== Exercise details ==
Copy each line of the records below that has "attachments" in it.

== Data in this exercise ==
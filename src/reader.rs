use std::collections::HashMap;
use std::fmt;
use std::io::{Cursor, Read as _};
use std::path::Path;
use std::sync::{Mutex, OnceLock};

use log::debug;
use zip::ZipArchive;

use crate::geom::{parse_box, Box2};
use crate::model::{
    self, Attachment, CompositeGraphicUnit, CustomData, DocInfo, Document, DrawParam, Extension,
    FontRec, Ofd, OutlineElem, PageContent, PageRef, Permissions, Res, SignatureFile,
    SignatureList,
};
use crate::sign::extract_seal;

#[derive(Debug, Clone)]
pub enum ReadError {
    Archive(String),
    EntryNotFound(String),
    MalformedXml { path: String, detail: String },
    NoDocBody,
    NoPages,
}

impl fmt::Display for ReadError {
    fn fmt(&self, f: &mut fmt::Formatter<'_>) -> fmt::Result {
        match self {
            ReadError::Archive(msg) => write!(f, "failed to open archive: {}", msg),
            ReadError::EntryNotFound(name) => write!(f, "file not found: {}", name),
            ReadError::MalformedXml { path, detail } => {
                write!(f, "failed to unmarshal {}: {}", path, detail)
            }
            ReadError::NoDocBody => write!(f, "no docbody found"),
            ReadError::NoPages => write!(f, "no pages found"),
        }
    }
}

impl std::error::Error for ReadError {}

/// A visual signature stamp bound to a page.
#[derive(Debug, Clone)]
pub struct Stamp {
    pub boundary: Box2,
    pub kind: String,
    pub data: Vec<u8>,
}

/// Everything derived from `Document.xml` and its resource files, built
/// once on first access.
pub struct DocBundle {
    pub document: Document,
    pub root_dir: String,
    /// Media id -> archive path relative to the document root.
    pub res_map: HashMap<String, String>,
    /// Font id -> record; `font_file` already resolved relative to root.
    pub fonts: HashMap<String, FontRec>,
    pub draw_params: HashMap<String, DrawParam>,
    pub composite_units: HashMap<String, CompositeGraphicUnit>,
    /// Page id -> stamps placed on it.
    pub stamps: HashMap<String, Vec<Stamp>>,
}

/// Read-only view over an OFD archive. Safe to share across renderers;
/// the document bundle initialises once and archive reads serialise on an
/// internal lock.
pub struct Reader {
    ofd: Ofd,
    archive: Mutex<ZipArchive<Cursor<Vec<u8>>>>,
    /// Normalised entry name -> archive index.
    entries: HashMap<String, usize>,
    bundle: OnceLock<Result<DocBundle, ReadError>>,
}

impl Reader {
    pub fn open<P: AsRef<Path>>(path: P) -> Result<Reader, ReadError> {
        let data =
            std::fs::read(path).map_err(|e| ReadError::Archive(e.to_string()))?;
        Reader::from_bytes(data)
    }

    pub fn from_bytes(data: Vec<u8>) -> Result<Reader, ReadError> {
        let archive = ZipArchive::new(Cursor::new(data))
            .map_err(|e| ReadError::Archive(e.to_string()))?;
        let mut entries = HashMap::new();
        for i in 0..archive.len() {
            if let Some(name) = archive.name_for_index(i) {
                entries.insert(normalize_path(name), i);
            }
        }
        let mut reader = Reader {
            ofd: Ofd::default(),
            archive: Mutex::new(archive),
            entries,
            bundle: OnceLock::new(),
        };
        let data = reader.read_file("OFD.xml").map_err(|_| {
            ReadError::Archive("failed to read ofd.xml".to_string())
        })?;
        reader.ofd = decode_xml(&data, "OFD.xml")?;
        Ok(reader)
    }

    /// Read one archive entry. Backslashes and a leading slash in `name`
    /// are normalised away first.
    pub fn read_file(&self, name: &str) -> Result<Vec<u8>, ReadError> {
        let normalized = normalize_path(name);
        let index = *self
            .entries
            .get(&normalized)
            .ok_or_else(|| ReadError::EntryNotFound(normalized.clone()))?;
        let mut archive = self
            .archive
            .lock()
            .map_err(|_| ReadError::Archive("archive lock poisoned".to_string()))?;
        let mut file = archive
            .by_index(index)
            .map_err(|e| ReadError::Archive(e.to_string()))?;
        let mut out = Vec::with_capacity(file.size() as usize);
        file.read_to_end(&mut out)
            .map_err(|e| ReadError::Archive(e.to_string()))?;
        Ok(out)
    }

    /// Like `read_file` but also tries the path joined under the document
    /// root; producers are inconsistent about whether signature paths are
    /// archive-absolute.
    fn read_file_flex(&self, name: &str, root_dir: &str) -> Result<Vec<u8>, ReadError> {
        match self.read_file(name) {
            Ok(data) => Ok(data),
            Err(_) => self.read_file(&path_join(root_dir, name)),
        }
    }

    /// The lazily built document bundle. The first caller pays for XML
    /// decoding and resource resolution; later calls are lookups.
    pub fn doc(&self) -> Result<&DocBundle, ReadError> {
        match self.bundle.get_or_init(|| self.load_bundle()) {
            Ok(bundle) => Ok(bundle),
            Err(err) => Err(err.clone()),
        }
    }

    fn load_bundle(&self) -> Result<DocBundle, ReadError> {
        let body = self.ofd.doc_body.first().ok_or(ReadError::NoDocBody)?;
        let doc_root = body.doc_root.clone();
        let root_dir = path_dir(&doc_root);
        let data = self.read_file(&doc_root)?;
        let document: Document = decode_xml(&data, &doc_root)?;
        let mut bundle = DocBundle {
            document,
            root_dir,
            res_map: HashMap::new(),
            fonts: HashMap::new(),
            draw_params: HashMap::new(),
            composite_units: HashMap::new(),
            stamps: HashMap::new(),
        };
        let document_res = bundle.document.common_data.document_res.clone();
        let public_res = bundle.document.common_data.public_res.clone();
        if !document_res.is_empty() {
            self.load_res(&mut bundle, &document_res);
        }
        if !public_res.is_empty() {
            self.load_res(&mut bundle, &public_res);
        }
        let signatures = bundle
            .document
            .signatures
            .clone()
            .or_else(|| body.signatures.clone());
        if let Some(sig_path) = signatures {
            if !sig_path.is_empty() {
                self.load_signatures(&mut bundle, &sig_path);
            }
        }
        Ok(bundle)
    }

    fn load_res(&self, bundle: &mut DocBundle, res_path: &str) {
        let full = path_join(&bundle.root_dir, res_path);
        let Ok(data) = self.read_file(&full) else {
            debug!("resource file missing: {}", full);
            return;
        };
        let Ok(res) = model::from_xml_bytes::<Res>(&data) else {
            debug!("resource file unreadable: {}", full);
            return;
        };
        let base_loc = res.base_loc.clone();
        let res_dir = |item: &str| -> String {
            let mut dir = path_dir(res_path);
            if !base_loc.is_empty() && dir != base_loc {
                dir = path_join(&dir, &base_loc);
            }
            path_join(&dir, item)
        };
        for mm in &res.multi_medias.multi_media {
            let file = mm.media_file.trim();
            if file.is_empty() {
                continue;
            }
            bundle.res_map.insert(mm.id.clone(), res_dir(file));
        }
        for font in &res.fonts.font {
            let mut record = font.clone();
            if !record.font_file.is_empty() {
                record.font_file = res_dir(&record.font_file);
            }
            bundle.fonts.insert(record.id.clone(), record);
        }
        for dp in &res.draw_params.draw_param {
            bundle.draw_params.insert(dp.id.clone(), dp.clone());
        }
        for cgu in &res.composite_graphic_units.composite_graphic_unit {
            bundle.composite_units.insert(cgu.id.clone(), cgu.clone());
        }
    }

    fn load_signatures(&self, bundle: &mut DocBundle, sig_path: &str) {
        let Ok(data) = self.read_file_flex(sig_path, &bundle.root_dir) else {
            return;
        };
        let Ok(list) = model::from_xml_bytes::<SignatureList>(&data) else {
            return;
        };
        for sig_ref in &list.signature {
            let file_path = path_join(&path_dir(sig_path), &sig_ref.base_loc);
            let Ok(sig_data) = self.read_file_flex(&file_path, &bundle.root_dir) else {
                continue;
            };
            let Ok(sig_file) = model::from_xml_bytes::<SignatureFile>(&sig_data) else {
                continue;
            };
            let value_path = path_join(&path_dir(&file_path), &sig_file.signed_value);
            let Ok(value) = self.read_file_flex(&value_path, &bundle.root_dir) else {
                continue;
            };
            let (kind, stamp_data) = extract_seal(&value);
            for annot in &sig_file.signed_info.stamp_annot {
                bundle
                    .stamps
                    .entry(annot.page_ref.clone())
                    .or_default()
                    .push(Stamp {
                        boundary: parse_box(&annot.boundary),
                        kind: kind.clone(),
                        data: stamp_data.clone(),
                    });
            }
        }
    }

    /// Load one page's content XML.
    pub fn page_content(&self, page: &PageRef) -> Result<PageContent, ReadError> {
        let bundle = self.doc()?;
        let mut content = self.page_content_at(&bundle.root_dir, &page.base_loc)?;
        content.id = page.id.clone();
        Ok(content)
    }

    pub(crate) fn page_content_at(
        &self,
        root_dir: &str,
        base_loc: &str,
    ) -> Result<PageContent, ReadError> {
        let full = path_join(root_dir, base_loc);
        let data = self.read_file(&full)?;
        decode_xml(&data, &full)
    }

    /// Full archive path of a resource link.
    pub fn res_path(&self, link: &str) -> String {
        if link.is_empty() {
            return String::new();
        }
        let root = self
            .doc()
            .map(|b| b.root_dir.clone())
            .unwrap_or_default();
        path_join(&root, link)
    }

    pub fn res_data(&self, link: &str) -> Result<Vec<u8>, ReadError> {
        self.read_file(&self.res_path(link))
    }

    pub fn version(&self) -> &str {
        &self.ofd.version
    }

    pub fn doc_type(&self) -> &str {
        &self.ofd.doc_type
    }

    pub fn doc_info(&self) -> Result<&DocInfo, ReadError> {
        let body = self.ofd.doc_body.first().ok_or(ReadError::NoDocBody)?;
        Ok(&body.doc_info)
    }

    pub fn doc_roots(&self) -> Vec<String> {
        self.ofd.doc_body.iter().map(|b| b.doc_root.clone()).collect()
    }

    pub fn permissions(&self) -> Result<&Permissions, ReadError> {
        Ok(&self.doc()?.document.permissions)
    }

    pub fn outlines(&self) -> Result<&[OutlineElem], ReadError> {
        Ok(&self.doc()?.document.outlines.outline_elem)
    }

    pub fn attachments(&self) -> Result<&[Attachment], ReadError> {
        Ok(&self.doc()?.document.attachments.attachment)
    }

    pub fn extensions(&self) -> Result<&[Extension], ReadError> {
        Ok(&self.doc()?.document.extensions.extension)
    }

    pub fn custom_data(&self) -> Result<&[CustomData], ReadError> {
        let info = self.doc_info()?;
        match &info.custom_datas {
            Some(datas) => Ok(&datas.custom_data),
            None => Ok(&[]),
        }
    }

    pub fn pages(&self) -> Result<&[PageRef], ReadError> {
        Ok(&self.doc()?.document.pages.page)
    }

    pub fn page_count(&self) -> usize {
        self.doc().map(|b| b.document.pages.page.len()).unwrap_or(0)
    }
}

fn decode_xml<T: serde::de::DeserializeOwned>(data: &[u8], path: &str) -> Result<T, ReadError> {
    model::from_xml_bytes(data).map_err(|e| ReadError::MalformedXml {
        path: path.to_string(),
        detail: e.to_string(),
    })
}

/// Normalise an archive path: forward slashes, no leading slash.
pub fn normalize_path(name: &str) -> String {
    let name = name.replace('\\', "/");
    name.trim_start_matches('/').to_string()
}

/// Directory part of a '/'-separated path, "" for bare names.
pub fn path_dir(p: &str) -> String {
    match p.rfind('/') {
        Some(idx) => p[..idx].to_string(),
        None => String::new(),
    }
}

/// Join '/'-separated archive paths, resolving `.` and `..` segments.
pub fn path_join(a: &str, b: &str) -> String {
    let combined = if a.is_empty() {
        b.to_string()
    } else if b.is_empty() {
        a.to_string()
    } else {
        format!("{}/{}", a, b)
    };
    let mut parts: Vec<&str> = Vec::new();
    for seg in combined.split('/') {
        match seg {
            "" | "." => {}
            ".." => {
                parts.pop();
            }
            other => parts.push(other),
        }
    }
    parts.join("/")
}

== Task response ==
    pub fn attachments(&self) -> Result<&[Attachment], ReadError> {
        Ok(&self.doc()?.document.attachments.attachment)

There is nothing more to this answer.